10.8.1970 gün ve 13575 sayılı Resmi Gazetede yayımlanan 1318 sayılı Finansman Kanununun Taşıt Alım Vergisine ilişkin 28.11.1980 tarihinde yürürlüğe giren 2346 sayılı Kanunla değişik 1. maddesinin 1. fıkrasında; bu Kanunun 4, 5 ve 6. maddelerinde yazılı taşıtların her ne şekilde olursa olsun iktisap edilmesi, (mükliyeti muhafaza kaydıyle…) yurt dışında iktisap edilerek Türkiye’ye ithal edilmesi, vekaletname ile tasarruf hakkının devralınmasının taşıt alım vergisine tabi olacağı hükme bağlanmıştır.

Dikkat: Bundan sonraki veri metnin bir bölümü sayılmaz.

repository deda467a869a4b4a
//! [`Global`]
#![cfg(feature = "alloc")]

mod global;         pub use global::Global;
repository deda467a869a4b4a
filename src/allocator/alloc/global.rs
use crate::*;
use crate::meta::*;

use core::alloc::Layout;
use core::ptr::NonNull;



/// Use <code>[alloc::alloc]::{[alloc](alloc::alloc::alloc), [alloc_zeroed](alloc::alloc::alloc_zeroed), [dealloc](alloc::alloc::dealloc)}</code>
///
/// Stateless and zero-sized: an <code>[Indirect](crate::Indirect)&lt;T, [Global]&gt;</code> is exactly one pointer wide.
///
/// ## Examples
/// ```
/// use indirect::{allocator::alloc::Global, Indirect};
/// let b : Indirect<u32, Global> = Indirect::new(42);
/// assert_eq!(core::mem::size_of_val(&b), core::mem::size_of::<usize>());
/// ```
#[derive(Clone, Copy, Debug, Default, PartialEq, Eq, PartialOrd, Ord, Hash)] #[repr(transparent)] pub struct Global;



// meta::*

impl Meta for Global {
    type Error                  = ();
    const MAX_ALIGN : Alignment = Alignment::MAX;
    const MAX_SIZE  : usize     = usize::MAX/2;
    const ZST_SUPPORTED : bool  = true;
}



// fat::*

// SAFETY: ✔️ all `impl fat::* for Global` are compatible with each other and return allocations compatible with their alignments
// SAFETY: ✔️ `Global` is stateless, so any copy can free any other copy's allocations
unsafe impl fat::Alloc for Global {
    fn alloc_uninit(&self, layout: Layout) -> Result<AllocNN, Self::Error> {
        match layout.size() {
            0                       => Ok(util::nn::dangling(layout)),
            n if n > Self::MAX_SIZE => Err(()),
            _ => {
                // SAFETY: ✔️ we just ensured `layout` has a valid (nonzero, <= isize::MAX) size
                let alloc = unsafe { ::alloc::alloc::alloc(layout) };
                NonNull::new(alloc.cast()).ok_or(())
            }
        }
    }

    fn alloc_zeroed(&self, layout: Layout) -> Result<AllocNN0, Self::Error> {
        match layout.size() {
            0                       => Ok(util::nn::dangling(layout)),
            n if n > Self::MAX_SIZE => Err(()),
            _ => {
                // SAFETY: ✔️ we just ensured `layout` has a valid (nonzero, <= isize::MAX) size
                let alloc = unsafe { ::alloc::alloc::alloc_zeroed(layout) };
                NonNull::new(alloc).ok_or(())
            }
        }
    }
}

// SAFETY: ✔️ all `impl fat::* for Global` are compatible with each other
unsafe impl fat::Free for Global {
    unsafe fn free(&self, ptr: AllocNN, layout: Layout) {
        if layout.size() == 0 { return }
        // SAFETY: ✔️ `ptr` belongs to `self` and `layout` describes the allocation per [`fat::Free::free`]'s documented safety preconditions
        unsafe { ::alloc::alloc::dealloc(ptr.as_ptr().cast(), layout) }
    }
}



#[test] fn fat_alignment()          { fat::test::alignment(Global) }
#[test] fn fat_zeroed()             { fat::test::zeroed_alloc(Global) }
#[test] fn fat_zst_support()        { fat::test::zst_supported_accurate(Global) }
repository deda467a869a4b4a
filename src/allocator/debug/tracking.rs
use crate::*;
use crate::meta::Meta;

use core::alloc::Layout;
use core::cell::Cell;
use core::fmt::{self, Debug, Display, Formatter};



/// Wraps another allocator, counting allocations and frees.
///
/// Typically shared by reference (<code>&amp;[Tracking]&lt;A&gt;</code> is itself an allocator) so that every box, copy,
/// and moved-into box reports to the same counters.  An optional limit on outstanding allocations makes it easy to
/// inject allocation failures at a precise point.
///
/// ## Examples
/// ```
/// use indirect::{allocator::{alloc::Global, debug::Tracking}, Indirect};
/// let tracking = Tracking::new(Global);
/// {
///     let a = Indirect::new_in(1_u32, &tracking);
///     let b = a.clone();
///     assert_eq!(tracking.outstanding(), 2);
/// }
/// assert_eq!(tracking.outstanding(), 0);
///
/// tracking.set_limit(0);
/// assert!(Indirect::try_new_in(2_u32, &tracking).is_err());
/// ```
#[derive(Debug)] pub struct Tracking<A> {
    inner:  A,
    allocs: Cell<usize>,
    frees:  Cell<usize>,
    limit:  Cell<usize>,
}

impl<A> Tracking<A> {
    /// Wrap `inner` with no limit on outstanding allocations.
    pub const fn new(inner: A) -> Self {
        Self { inner, allocs: Cell::new(0), frees: Cell::new(0), limit: Cell::new(usize::MAX) }
    }

    /// The wrapped allocator.
    pub fn inner(&self) -> &A { &self.inner }

    /// Total successful allocations made so far.
    pub fn allocs(&self) -> usize { self.allocs.get() }

    /// Total frees made so far.
    pub fn frees(&self) -> usize { self.frees.get() }

    /// Allocations made but not yet freed.
    pub fn outstanding(&self) -> usize { self.allocs.get() - self.frees.get() }

    /// Refuse allocations that would bring [`outstanding`](Self::outstanding) above `limit`.
    pub fn set_limit(&self, limit: usize) { self.limit.set(limit) }

    fn track<P: Debug>(&self, layout: Layout, alloc: impl FnOnce(&A) -> Result<P, A::Error>) -> Result<P, TrackingError<A::Error>> where A : Meta {
        let limit = self.limit.get();
        if self.outstanding() >= limit {
            log::debug!("Tracking: refusing to allocate {layout:?}, {limit} allocation(s) already outstanding");
            return Err(TrackingError::LimitExceeded { limit });
        }
        let ptr = alloc(&self.inner).map_err(TrackingError::Inner)?;
        self.allocs.set(self.allocs.get() + 1);
        log::trace!("Tracking: allocated {layout:?} at {ptr:?} ({} outstanding)", self.outstanding());
        Ok(ptr)
    }
}



/// A [`Tracking`] allocator refused or failed to allocate.
#[derive(Clone, Copy, Debug, PartialEq, Eq, Hash)] pub enum TrackingError<E> {
    /// [`Tracking::set_limit`] outstanding allocations were already live.
    LimitExceeded { limit: usize },

    /// The wrapped allocator failed.
    Inner(E),
}

impl<E: Debug> Display for TrackingError<E> {
    fn fmt(&self, f: &mut Formatter<'_>) -> fmt::Result {
        match self {
            Self::LimitExceeded { limit }   => write!(f, "allocation limit of {limit} outstanding allocation(s) reached"),
            Self::Inner(e)                  => write!(f, "underlying allocator failed: {e:?}"),
        }
    }
}

#[cfg(feature = "std")] impl<E: Debug> std::error::Error for TrackingError<E> {}



impl<A: Meta> Meta for Tracking<A> {
    type Error                      = TrackingError<A::Error>;
    const MAX_ALIGN     : Alignment = A::MAX_ALIGN;
    const MAX_SIZE      : usize     = A::MAX_SIZE;
    const ZST_SUPPORTED : bool      = A::ZST_SUPPORTED;
}

// SAFETY: ✔️ forwards to `A`'s allocations untouched.  `Tracking` isn't `Clone` - share it by reference instead.
unsafe impl<A: fat::Alloc> fat::Alloc for Tracking<A> {
    fn alloc_uninit(&self, layout: Layout) -> Result<AllocNN,  Self::Error> { self.track(layout, |a| a.alloc_uninit(layout)) }
    fn alloc_zeroed(&self, layout: Layout) -> Result<AllocNN0, Self::Error> { self.track(layout, |a| a.alloc_zeroed(layout)) }
}

// SAFETY: ✔️ forwards to `A`'s frees untouched
unsafe impl<A: fat::Free> fat::Free for Tracking<A> {
    #[track_caller] unsafe fn free(&self, ptr: AllocNN, layout: Layout) {
        if self.outstanding() == 0 { bug::ub::freed_more_than_allocated(ptr) }
        self.frees.set(self.frees.get() + 1);
        log::trace!("Tracking: freed {layout:?} at {ptr:?} ({} outstanding)", self.outstanding());
        // SAFETY: ✔️ `ptr` belongs to `self.inner` per [`fat::Free::free`]'s documented safety preconditions
        unsafe { self.inner.free(ptr, layout) }
    }
}



#[cfg(test)] mod tests {
    use super::*;
    use crate::allocator::{alloc::Global, debug::Null};
    use fat::{Alloc, Free};

    #[test] fn counts() {
        let tracking = Tracking::new(Global);
        let layout = Layout::new::<u64>();
        let a = tracking.alloc_uninit(layout).unwrap();
        let b = tracking.alloc_zeroed(layout).unwrap();
        assert_eq!((tracking.allocs(), tracking.frees(), tracking.outstanding()), (2, 0, 2));
        // SAFETY: ✔️ both were just allocated by `tracking` with `layout`
        unsafe { tracking.free(a, layout) };
        unsafe { tracking.free(b.cast(), layout) };
        assert_eq!((tracking.allocs(), tracking.frees(), tracking.outstanding()), (2, 2, 0));
    }

    #[test] fn limit() {
        let tracking = Tracking::new(Global);
        let layout = Layout::new::<u64>();
        tracking.set_limit(1);
        let a = tracking.alloc_uninit(layout).unwrap();
        assert_eq!(tracking.alloc_uninit(layout).unwrap_err(), TrackingError::LimitExceeded { limit: 1 });
        // SAFETY: ✔️ `a` was just allocated by `tracking` with `layout`
        unsafe { tracking.free(a, layout) };
        let a = tracking.alloc_uninit(layout).unwrap();
        // SAFETY: ✔️ `a` was just allocated by `tracking` with `layout`
        unsafe { tracking.free(a, layout) };
        assert_eq!(tracking.outstanding(), 0);
    }

    #[test] fn inner_failure_is_not_counted() {
        let tracking = Tracking::new(Null);
        assert_eq!(tracking.alloc_uninit(Layout::new::<u8>()).unwrap_err(), TrackingError::Inner(()));
        assert_eq!(tracking.allocs(), 0);
    }

    #[test] #[should_panic = "would free more allocations than were ever made"] fn overfree_is_a_bug() {
        let tracking = Tracking::new(Global);
        // SAFETY: ❌ intentionally violating `free`'s preconditions to check they're reported
        unsafe { tracking.free(core::ptr::NonNull::dangling(), Layout::new::<u8>()) }
    }
}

18.10.1983 gün ve 18195 sayılı Resmi Gazetede yayımlanan 2918 sayılı Karayolları Trafik Kanununun 28.3.1985 tarihinde yürürlüğe giren 3176 sayılı Kanunla değişik 20. maddesinin d bendinin 1. fıkrasında ise; tescil edilmiş araçların her çeşit satış ve devirlerinin, araç sahibi adına düzenlenmiş tescil belgesi esas alınarak noterlerce yapılacağı, son fıkrasında da; noterlerce yapılmayan her çeşit satış ve devirlerin geçersiz olacağı açıklanmış, aynı Kanunun 136. maddesinde de; 6085 sayılı Karayolları Trafik Kanunu ile ek ve değişiklikler ve diğer kanunların bu kanuna aykırı hükümlerinin yürürlükten kaldırıldığı belirtilmiştir.
1318 sayılı Finansman Kanununun Taşıt Alım Vergisine ilişkin 1. maddesinin a bendinde, bu Kanunun 4, 5 ve 6. maddelerinde yazılı taşıtların her ne şekilde olursa olsun iktisap edilmesinin taşıt alım vergisine tabi olacağı belirtilmiş ise de, bu Kanundan sonra yayımlanarak yürürlüğe giren ve en son yasal düzenleme olan 2918 sayılı Karayolları Trafik Kanununun 20/d maddesinde noterde yapılmayan her çeşit satış ve devirlerin geçersiz olacağı açıklandığından aracın iktisabının, noterde yapılan satışla olacağının kabulü gerekmektedir.
Olayda … plaka sayılı aracın halen Trafik Şube Müdürlüğünde eski sahibi … adına kayıtlı olduğu, aracın rehinli olması nedeniyle noterde kat’i satışının yapılmadığı taraflar arasında çekişmesizdir.

Bu durumda yukarıda yapılan açıklamalar karşısında noterde satış ve devir işlemi yapılmamış olan aracın, sadece kullanılıyor olması nedeniyle iktisap edildiği kabul edilemeyeceğinden yükümlü adına kaçakçılık cezalı taşıt alım vergisi tarhiyatı yapılması ve bu tarhiyatın mahkemece onanmasında isabet bulunmamaktadır.
Açıklanan nedenlerle temyiz isteminin kabulüne, … Vergi Mahkemesinin … günlü ve … sayılı kararının bozulmasına, dosyanın anılan mahkemeye gönderilmesine 15.10.1996 gününde oybirliği ile karar verildi.